Django-style Database Routers in SQLAlchemy

Updated August, 2014 – the approach here really won’t work very well if
you are using transactions! See the notes inline.

As luck would have it, I’m currently assigned to work with some existing Django code.
It’s been quite a long time I’ve gone without needing to do so, but now that I’m there, I
can start fleshing out how some of the use cases for Django can be approximated in SQLAlchemy.

Today it’s something that’s really quite simple – how to mimic the Multiple Databases
example in Django’s docs. The Django approach is to build a “router” object into the system
which can then decide on a query-by-query basis which of several databases should be used for each query.
For this, they provide an interface which includes db_for_read(), db_for_write(), allow_relation()
and allow_syncdb(). In particular, db_for_read() and db_for_write() are used
when emitting most SQL. These receive an argument called model, which the docs state is a “type”,
i.e. a class. Because the database determination is based on type, we call this in
SQLAlchemy vertical partitioning – databases are partitioned along types.

The specific example here has the following behavior:

  1. Write operations occur on a database referred to as leader.
  2. Read operations are split among two different databases
    referred to as follower1 and follower2.
  3. Operations for a specific subset of classes denoted by myapp
    occur on a database referred to as other.

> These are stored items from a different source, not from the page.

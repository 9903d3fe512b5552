//! SCG Core - Backend client logic for Swing Coach GUI
//!
//! This crate contains everything that does not touch the screen: the wire
//! types returned by the analysis service, the HTTP client that uploads the
//! two swing videos, the session state machine the UI drives, configuration,
//! and logging setup. It can be used by the GUI application or a CLI tool.

pub mod api;
pub mod config;
pub mod logging;
pub mod models;
pub mod session;

/// Returns the crate version.
pub fn version() -> &'static str {
    env!("CARGO_PKG_VERSION")
}

#[cfg(test)]
mod tests {
    use super::*;

    #[test]
    fn version_returns_value() {
        assert!(!version().is_empty());
    }
}
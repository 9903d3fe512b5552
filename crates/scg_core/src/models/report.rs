//! Wire types for the analysis service response.
//!
//! The backend returns a JSON report with a list of diagnosed faults and a
//! fixed record of four biomechanical measurements. Field names here must
//! match the backend's JSON keys exactly.

use serde::{Deserialize, Serialize};

/// Affirmative message shown when the fault list is empty.
pub const NO_FAULTS_MESSAGE: &str = "No major faults detected. Good swing!";

/// The two camera angles a submission requires.
#[derive(Debug, Clone, Copy, PartialEq, Eq)]
pub enum SwingView {
    /// Down-the-line: camera behind the player, looking along the target line.
    DownTheLine,
    /// Face-on: camera in front of the player.
    FaceOn,
}

impl SwingView {
    /// Multipart field name the backend expects for this view.
    pub fn field_name(&self) -> &'static str {
        match self {
            SwingView::DownTheLine => "video_file_dtl",
            SwingView::FaceOn => "video_file_fo",
        }
    }

    /// Human-readable label for form rows and dialogs.
    pub fn label(&self) -> &'static str {
        match self {
            SwingView::DownTheLine => "Down-the-Line (DTL) Video",
            SwingView::FaceOn => "Face-On (FO) Video",
        }
    }
}

/// Full analysis report returned on success.
#[derive(Debug, Clone, PartialEq, Serialize, Deserialize)]
pub struct AnalysisReport {
    /// Diagnosed swing faults; may be empty. Fault names are unique within
    /// a report and serve as display keys.
    pub diagnosed_faults: Vec<SwingFault>,
    /// The four fixed biomechanical measurements.
    pub metrics: SwingMetrics,
}

impl AnalysisReport {
    /// Whether any faults were diagnosed.
    pub fn has_faults(&self) -> bool {
        !self.diagnosed_faults.is_empty()
    }
}

/// A single diagnosed biomechanical issue.
#[derive(Debug, Clone, PartialEq, Serialize, Deserialize)]
pub struct SwingFault {
    /// Short fault name (e.g. "Early Extension").
    pub name: String,
    /// Free-text explanation from the diagnosis engine.
    pub detail: String,
}

/// The four fixed metrics computed by the backend.
#[derive(Debug, Clone, PartialEq, Serialize, Deserialize)]
pub struct SwingMetrics {
    /// Spine angle change between address and impact, in degrees.
    pub spine_angle_change_at_impact: f64,
    /// Maximum lateral head movement during the backswing, in centimeters.
    pub max_head_sway_cm: f64,
    /// Backswing length expressed as the lead arm angle, in degrees.
    pub backswing_length_angle: f64,
    /// Lead arm angle at impact, in degrees.
    pub lead_arm_angle_impact: f64,
}

/// One formatted row of the metrics table.
#[derive(Debug, Clone, PartialEq)]
pub struct MetricRow {
    pub label: &'static str,
    pub value: String,
}

impl SwingMetrics {
    /// Table rows in display order, values formatted to one decimal place
    /// with their unit suffix attached.
    pub fn rows(&self) -> [MetricRow; 4] {
        [
            MetricRow {
                label: "Spine Angle Change at Impact",
                value: format_degrees(self.spine_angle_change_at_impact),
            },
            MetricRow {
                label: "Max Head Sway in Backswing",
                value: format_centimeters(self.max_head_sway_cm),
            },
            MetricRow {
                label: "Backswing Length (Arm Angle)",
                value: format_degrees(self.backswing_length_angle),
            },
            MetricRow {
                label: "Lead Arm Angle at Impact",
                value: format_degrees(self.lead_arm_angle_impact),
            },
        ]
    }
}

fn format_degrees(value: f64) -> String {
    format!("{value:.1}°")
}

fn format_centimeters(value: f64) -> String {
    format!("{value:.1} cm")
}

#[cfg(test)]
mod tests {
    use super::*;

    #[test]
    fn field_names_match_backend() {
        assert_eq!(SwingView::DownTheLine.field_name(), "video_file_dtl");
        assert_eq!(SwingView::FaceOn.field_name(), "video_file_fo");
    }

    #[test]
    fn metrics_format_to_one_decimal_with_units() {
        let metrics = SwingMetrics {
            spine_angle_change_at_impact: 12.34,
            max_head_sway_cm: 3.456,
            backswing_length_angle: 95.0,
            lead_arm_angle_impact: 40.06,
        };

        let rows = metrics.rows();
        assert_eq!(rows[0].value, "12.3°");
        assert_eq!(rows[1].value, "3.5 cm");
        assert_eq!(rows[2].value, "95.0°");
        assert_eq!(rows[3].value, "40.1°");
    }

    #[test]
    fn metric_labels_are_stable() {
        let metrics = SwingMetrics {
            spine_angle_change_at_impact: 0.0,
            max_head_sway_cm: 0.0,
            backswing_length_angle: 0.0,
            lead_arm_angle_impact: 0.0,
        };
        let labels: Vec<_> = metrics.rows().iter().map(|r| r.label).collect();
        assert_eq!(
            labels,
            vec![
                "Spine Angle Change at Impact",
                "Max Head Sway in Backswing",
                "Backswing Length (Arm Angle)",
                "Lead Arm Angle at Impact",
            ]
        );
    }

    #[test]
    fn report_decodes_from_backend_json() {
        let body = r#"{
            "diagnosed_faults": [
                {"name": "Early Extension", "detail": "Hips move toward the ball through impact."}
            ],
            "metrics": {
                "spine_angle_change_at_impact": 12.34,
                "max_head_sway_cm": 3.456,
                "backswing_length_angle": 95.0,
                "lead_arm_angle_impact": 40.05
            }
        }"#;

        let report: AnalysisReport = serde_json::from_str(body).unwrap();
        assert!(report.has_faults());
        assert_eq!(report.diagnosed_faults[0].name, "Early Extension");
        assert_eq!(report.metrics.backswing_length_angle, 95.0);
    }

    #[test]
    fn report_decodes_empty_fault_list() {
        let body = r#"{
            "diagnosed_faults": [],
            "metrics": {
                "spine_angle_change_at_impact": 1.0,
                "max_head_sway_cm": 2.0,
                "backswing_length_angle": 3.0,
                "lead_arm_angle_impact": 4.0
            }
        }"#;

        let report: AnalysisReport = serde_json::from_str(body).unwrap();
        assert!(!report.has_faults());
        assert!(report.diagnosed_faults.is_empty());
    }
}
//! Swing Coach GUI - Main entry point
//!
//! A desktop client for the AI Golf Coach analysis service: upload a
//! down-the-line and a face-on swing video, get back diagnosed faults and
//! biomechanical metrics.

use std::path::PathBuf;

use scg_core::config::ConfigManager;
use scg_core::logging::{init_tracing, LogLevel};

mod app;
mod handlers;
mod theme;
mod views;

use app::App;

/// Default config path: .config/settings.toml (relative to current working directory)
fn default_config_path() -> PathBuf {
    PathBuf::from(".config").join("settings.toml")
}

fn main() -> iced::Result {
    // Load configuration first (needed for the log level)
    let config_path = default_config_path();
    let mut config = ConfigManager::new(&config_path);

    if let Err(e) = config.load_or_create() {
        eprintln!("Warning: Failed to load config: {}. Using defaults.", e);
    }

    init_tracing(LogLevel::from_name(&config.settings().logging.level));

    tracing::info!("Swing Coach GUI starting");
    tracing::info!("Config: {}", config_path.display());
    tracing::info!("Core version: {}", scg_core::version());
    tracing::info!("Analysis endpoint: {}", config.settings().server.endpoint);

    iced::application("Swing Coach", App::update, App::view)
        .subscription(App::subscription)
        .theme(App::theme)
        .window_size(iced::Size::new(980.0, 760.0))
        .run_with(move || App::new(config))
}
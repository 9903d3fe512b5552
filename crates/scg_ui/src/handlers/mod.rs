//! Handler methods for the App struct, one module per concern.

mod analysis;
mod browse;
mod settings;
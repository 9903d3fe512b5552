//! File browsing and drag-drop handlers.

use std::path::PathBuf;

use iced::Task;

use scg_core::models::SwingView;

use crate::app::{App, Message};

impl App {
    /// Browse for one of the swing videos.
    pub fn browse_video(&self, view: SwingView) -> Task<Message> {
        let title = format!("Select {}", view.label());

        Task::perform(
            async move {
                let path = rfd::AsyncFileDialog::new()
                    .set_title(&title)
                    .add_filter(
                        "Video Files",
                        &["mp4", "mov", "avi", "mkv", "webm", "m4v"],
                    )
                    .add_filter("All Files", &["*"])
                    .pick_file()
                    .await
                    .map(|f| f.path().to_path_buf());
                (view, path)
            },
            |(view, path)| Message::FileSelected(view, path),
        )
    }

    /// Handle a path typed into one of the form inputs.
    pub fn set_video_path(&mut self, view: SwingView, path: String) {
        match view {
            SwingView::DownTheLine => self.dtl_path = path,
            SwingView::FaceOn => self.fo_path = path,
        }
    }

    /// Handle a file picked in the browse dialog.
    pub fn handle_file_selected(&mut self, view: SwingView, path: Option<PathBuf>) {
        if let Some(p) = path {
            let path_str = p.to_string_lossy().to_string();
            self.append_log(&format!("{}: {}", view.label(), path_str));
            self.set_video_path(view, path_str);
        }
    }

    /// Handle a file dropped onto the window. Drops fill the first empty
    /// slot (DTL before FO); with both slots filled the drop is ignored.
    pub fn handle_file_dropped(&mut self, path: PathBuf) {
        if self.session.in_flight {
            return;
        }

        match next_drop_slot(&self.dtl_path, &self.fo_path) {
            Some(view) => {
                let path_str = path.to_string_lossy().to_string();
                self.append_log(&format!("{}: {} (dropped)", view.label(), path_str));
                self.set_video_path(view, path_str);
            }
            None => {
                self.append_log("[WARNING] Both videos are already set; clear a path first");
            }
        }
    }
}

/// Pick which form slot a dropped file should fill.
fn next_drop_slot(dtl_path: &str, fo_path: &str) -> Option<SwingView> {
    if dtl_path.is_empty() {
        Some(SwingView::DownTheLine)
    } else if fo_path.is_empty() {
        Some(SwingView::FaceOn)
    } else {
        None
    }
}

#[cfg(test)]
mod tests {
    use super::*;

    #[test]
    fn drops_fill_dtl_then_fo() {
        assert_eq!(next_drop_slot("", ""), Some(SwingView::DownTheLine));
        assert_eq!(next_drop_slot("/a.mp4", ""), Some(SwingView::FaceOn));
        assert_eq!(next_drop_slot("/a.mp4", "/b.mp4"), None);
    }
}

When using SQLAlchemy, we of course don’t have the concept of “apps” as a
delineating factor between different types. So we’ll use the old fashioned approach
and just use the type itself, that is, what hierarchy it inherits from,
to determine which subsystem of the application it heralds from.

The SQLAlchemy Session makes all decisions about what Engine to use within the
get_bind()
method. This method is given pretty much the same information that db_for_read() and db_for_write()
receive, where a Mapper is passed in, if available, and we can also check if the operation is a
“write” just by checking if the Session is flushing.

Imports

We’ll build up our example in the usual way, as a full script broken out. First the imports:

from sqlalchemy import Column, Integer, String, MetaData, create_engine
from sqlalchemy.orm import scoped_session, sessionmaker, Session
from sqlalchemy.ext.declarative import declarative_base
import random
import shutil

Engine Registry

Then, some Engine instances. Note that, unlike Django, SQLAlchemy is not a
framework, and doesn’t have a settings.py
file or an existing registry of engines. Assuming we can decide on a decent
place to put our own registry, we just stick them in a dict:

engines = {
    'leader': create_engine('sqlite:///leader.db',
                            logging_name='leader'),
    'other': create_engine('sqlite:///other.db',
                            logging_name='other'),
    'follower1': create_engine('sqlite:///follower1.db',
                            logging_name='follower1'),
    'follower2': create_engine('sqlite:///follower2.db',
                            logging_name='follower2'),
    }

The example here uses SQLite databases, so that it’s quick and easy to actually run
the script. However, as I’m not familiar with replication functionality in SQLite,
we’ll have to “fake” the part where “leader” replicates to “follower”, just for the
sake of example.

Routing

Next comes our implementation of get_bind(). We’re building into a more open-ended space
here, which can good or bad thing, depending on where you’re coming from.
Instead of building two “router” classes with two db routing methods each,
we just need to make one method with some conditionals:

class RoutingSession(Session):

    def get_bind(self, mapper=None, clause=None):
        if mapper and issubclass(mapper.class_, OtherBase):
            return engines['other']
        elif self._flushing:
            return engines['leader']
        else:
            return engines[
                    random.choice(['follower1', 'follower2'])
                ]

So above, we use a three-state conditional to make exactly those same choices
the Django example does. When we want to detect the classes destined for the
“other” engine, we look for a particular base class called OtherBase. We
could just as easily do other kinds of checks here, such as checking for a particular
attribute on the class.

We also look at a state variable called _flushing to determine operations destined
for the leader. The Session._flushing flag is set as soon as the flush
procedure begins, and remains on until the method completes. SQLAlchemy uses this
flag mainly to prevent re-entrant
calls to autoflush when it’s already inside of the flush process.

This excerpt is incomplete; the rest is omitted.